fn gsub_to_json(table: &layout::GsubTable, names: &NameMap) -> Value {
    json!({
        "version": format!("{}.{}", table.version.0, table.version.1),
        "scripts": scripts_to_json(&table.scripts),
        "features": features_to_json(&table.features),
        "lookups": Value::Array(
            table
                .lookups
                .iter()
                .map(|lookup| json!({
                    "type": lookup.lookup_type,
                    "flag": lookup.flag.to_bits(),
                    "mark_filtering_set": lookup.mark_filtering_set,
                    "subtables": Value::Array(
                        lookup
                            .subtables
                            .iter()
                            .map(|sub| subst_subtable_to_json(sub, names))
                            .collect(),
                    ),
                }))
                .collect(),
        ),
    })
}

fn gpos_to_json(table: &layout::GposTable, names: &NameMap) -> Value {
    json!({
        "version": format!("{}.{}", table.version.0, table.version.1),
        "scripts": scripts_to_json(&table.scripts),
        "features": features_to_json(&table.features),
        "lookups": Value::Array(
            table
                .lookups
                .iter()
                .map(|lookup| json!({
                    "type": lookup.lookup_type,
                    "flag": lookup.flag.to_bits(),
                    "mark_filtering_set": lookup.mark_filtering_set,
                    "subtables": Value::Array(
                        lookup
                            .subtables
                            .iter()
                            .map(|sub| pos_subtable_to_json(sub, names))
                            .collect(),
                    ),
                }))
                .collect(),
        ),
    })
}
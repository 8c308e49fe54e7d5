use std::{path::PathBuf, str::FromStr};

#[derive(Clone, Debug, clap::Parser)]
pub struct Args {
    pub font_path: PathBuf,
    #[arg(short, long)]
    /// Optional destination path for writing output. Default is stdout.
    pub out: Option<PathBuf>,
    /// Target to dump, one of gsub/gpos/gdef/origins/all (case insensitive)
    #[arg(short, long, default_value_t)]
    pub table: Table,
    /// Index of font to examine, if target is a font collection
    #[arg(short, long)]
    pub index: Option<u32>,
    /// Number of passes to run when resolving origins
    #[arg(long)]
    pub passes: Option<usize>,
    /// Cap on glyphs expanded per contextual rule position
    #[arg(long)]
    pub max_expansion: Option<usize>,
    /// Comma separated feature tags to skip when resolving origins
    #[arg(long)]
    pub ignore_features: Option<String>,
}

/// What to dump
#[derive(Clone, Debug, Default)]
pub enum Table {
    #[default]
    All,
    Gsub,
    Gpos,
    Gdef,
    Origins,
}

impl std::fmt::Display for Table {
    fn fmt(&self, f: &mut std::fmt::Formatter) -> std::fmt::Result {
        match self {
            Table::All => f.write_str("all"),
            Table::Gsub => f.write_str("gsub"),
            Table::Gpos => f.write_str("gpos"),
            Table::Gdef => f.write_str("gdef"),
            Table::Origins => f.write_str("origins"),
        }
    }
}

impl FromStr for Table {
    type Err = &'static str;

    fn from_str(s: &str) -> Result<Self, Self::Err> {
        static ERR_MSG: &str = "expected one of 'gsub', 'gpos', 'gdef', 'origins', 'all'";
        match s.to_ascii_lowercase().trim() {
            "gsub" => Ok(Self::Gsub),
            "gpos" => Ok(Self::Gpos),
            "gdef" => Ok(Self::Gdef),
            "origins" => Ok(Self::Origins),
            "all" => Ok(Self::All),
            _ => Err(ERR_MSG),
        }
    }
}
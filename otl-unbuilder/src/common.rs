//! shared helpers for decompiling coverage and class definition tables

use std::collections::BTreeMap;

use smol_str::SmolStr;
use write_fonts::{
    read::tables::layout::{ClassDef, CoverageTable},
    types::{GlyphId16, Tag},
};

pub const DFLT_SCRIPT: Tag = Tag::new(b"DFLT");
pub const DFLT_LANG: Tag = Tag::new(b"dflt");

/// Glyphs grouped by class id, as decompiled from a ClassDef table.
///
/// Class 0 is always present, even when no glyph is explicitly assigned to it.
pub type ClassMap = BTreeMap<u16, Vec<GlyphId16>>;

/// The glyphs in a coverage table, in coverage order.
pub fn unbuild_coverage(coverage: &CoverageTable) -> Vec<GlyphId16> {
    coverage.iter().collect()
}

/// Group the glyphs in a ClassDef by class id.
///
/// Glyphs within a class keep ascending gid order. An empty class 0 is
/// synthesized if the table assigns no glyph to it, since class 0 exists
/// implicitly in the source table.
pub fn unbuild_class_def(class_def: &ClassDef) -> ClassMap {
    let mut classes = ClassMap::new();
    classes.insert(0, Vec::new());
    for (gid, class) in class_def.iter() {
        classes.entry(class).or_default().push(gid);
    }
    for glyphs in classes.values_mut() {
        glyphs.sort_unstable();
    }
    classes
}

/// The symbolic name used for a class id in decompiled contextual rules.
pub fn class_name(class: u16) -> SmolStr {
    smol_str::format_smolstr!("class{class}")
}
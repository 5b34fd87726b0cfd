//! Error types for the order desk core.
//!
//! The core operations themselves are infallible: out-of-range removals
//! are ignored and builder inputs are never rejected. Errors only show
//! up when turning free text into one of the closed menu enums.

use thiserror::Error;

#[derive(Debug, Clone, PartialEq, Eq, Error)]
pub enum CoreError {
    /// Text did not name one of the known pizza sizes.
    #[error("unknown pizza size: {0:?}")]
    UnknownSize(String),

    /// Text did not name one of the known delivery methods.
    #[error("unknown delivery method: {0:?}")]
    UnknownDelivery(String),
}
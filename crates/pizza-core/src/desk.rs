//! Session order desk.
//!
//! Owns the session's [`OrderStore`] and turns [`Command`]s into
//! [`Event`]s. The desk is an ordinary value: construct one per session
//! and hand it to whatever handles user input.

use tracing::debug;

use crate::builder::build_order;
use crate::checkout::Checkout;
use crate::messages::{Command, Event, OrderRequest};
use crate::order::Order;
use crate::store::OrderStore;

#[derive(Debug, Default)]
pub struct OrderDesk {
    store: OrderStore,
}

impl OrderDesk {
    /// Create a desk with an empty order list.
    pub fn new() -> Self {
        OrderDesk::default()
    }

    /// Process a single command and return the resulting events.
    pub fn process(&mut self, command: Command) -> Vec<Event> {
        match command {
            Command::Add(request) => vec![self.process_add(request)],
            Command::Remove(position) => vec![self.process_remove(position)],
            Command::Clear => vec![self.clear()],
            Command::Checkout => vec![self.checkout()],
            Command::List => vec![Event::Listing {
                orders: self.store.get_all(),
            }],
        }
    }

    /// Append an already built order.
    pub fn place(&mut self, order: Order) -> Event {
        let position = self.store.len();
        debug!(position, order = %order, "order placed");
        self.store.place_order(order.clone());
        Event::Placed { position, order }
    }

    /// Remove the order at `position`; out-of-range positions are ignored.
    pub fn remove(&mut self, position: usize) -> Event {
        match self.store.remove_order(position) {
            Some(order) => {
                debug!(position, order = %order, "order removed");
                Event::Removed { position, order }
            }
            None => {
                debug!(position, len = self.store.len(), "remove ignored, position out of range");
                Event::RemoveIgnored {
                    position: i64::try_from(position).unwrap_or(i64::MAX),
                }
            }
        }
    }

    pub fn clear(&mut self) -> Event {
        let count = self.store.len();
        self.store.clear_orders();
        debug!(count, "orders cleared");
        Event::Cleared { count }
    }

    pub fn checkout(&mut self) -> Event {
        match self.store.checkout() {
            Checkout::Empty => {
                debug!("checkout requested with no pending orders");
                Event::CartEmpty
            }
            Checkout::Placed(orders) => {
                debug!(count = orders.len(), "orders checked out");
                Event::CheckedOut { orders }
            }
        }
    }

    /// Read access to the pending orders.
    pub fn store(&self) -> &OrderStore {
        &self.store
    }

    // -------------------------------------------------------------------------
    // Internal handlers
    // -------------------------------------------------------------------------

    fn process_add(&mut self, request: OrderRequest) -> Event {
        let OrderRequest {
            size,
            toppings,
            addons,
            delivery,
        } = request;
        self.place(build_order(size, toppings, addons, delivery))
    }

    fn process_remove(&mut self, position: i64) -> Event {
        match usize::try_from(position) {
            Ok(position) => self.remove(position),
            Err(_) => {
                debug!(position, "remove ignored, negative position");
                Event::RemoveIgnored { position }
            }
        }
    }
}
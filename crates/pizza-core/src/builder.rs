//! Fluent accumulator for order attributes.
//!
//! ```
//! use pizza_core::{Delivery, OrderBuilder, Size};
//!
//! let order = OrderBuilder::new()
//!     .set_size(Size::Large)
//!     .add_topping("Cheese")
//!     .set_delivery(Delivery::HomeDelivery)
//!     .build();
//!
//! assert_eq!(order.size(), Size::Large);
//! assert_eq!(order.toppings(), ["Cheese"]);
//! ```

use chrono::{DateTime, Utc};

use crate::delivery::Delivery;
use crate::order::Order;
use crate::size::Size;

/// Mutable order configuration.
///
/// Defaults to a `Medium` pickup pizza with no toppings or addons.
/// [`build`](OrderBuilder::build) borrows the builder, so one builder can
/// produce any number of independent orders.
#[derive(Debug, Clone, Default, PartialEq, Eq)]
pub struct OrderBuilder {
    size: Size,
    toppings: Vec<String>,
    addons: Vec<String>,
    delivery: Delivery,
}

impl OrderBuilder {
    pub fn new() -> Self {
        OrderBuilder::default()
    }

    pub fn set_size(&mut self, size: Size) -> &mut Self {
        self.size = size;
        self
    }

    /// Appends; duplicates are kept.
    pub fn add_topping(&mut self, topping: impl Into<String>) -> &mut Self {
        self.toppings.push(topping.into());
        self
    }

    /// Appends; duplicates are kept.
    pub fn add_addon(&mut self, addon: impl Into<String>) -> &mut Self {
        self.addons.push(addon.into());
        self
    }

    pub fn set_delivery(&mut self, delivery: Delivery) -> &mut Self {
        self.delivery = delivery;
        self
    }

    /// Snapshot the current configuration, stamped with the current time.
    pub fn build(&self) -> Order {
        self.build_at(Order::current_timestamp())
    }

    /// Snapshot the current configuration with an explicit timestamp.
    pub fn build_at(&self, created_at: DateTime<Utc>) -> Order {
        Order::new(
            self.size,
            self.toppings.clone(),
            self.addons.clone(),
            self.delivery,
            created_at,
        )
    }
}

/// Configure a fresh builder and build in one step.
pub fn build_order<I, J>(size: Size, toppings: I, addons: J, delivery: Delivery) -> Order
where
    I: IntoIterator,
    I::Item: Into<String>,
    J: IntoIterator,
    J::Item: Into<String>,
{
    let mut builder = OrderBuilder::new();
    builder.set_size(size).set_delivery(delivery);
    for topping in toppings {
        builder.add_topping(topping);
    }
    for addon in addons {
        builder.add_addon(addon);
    }
    builder.build()
}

_Action item_. How many lines in the records hold the string "RemoveIgnored"? Reply with the number only.

_Output for this exercise_. 2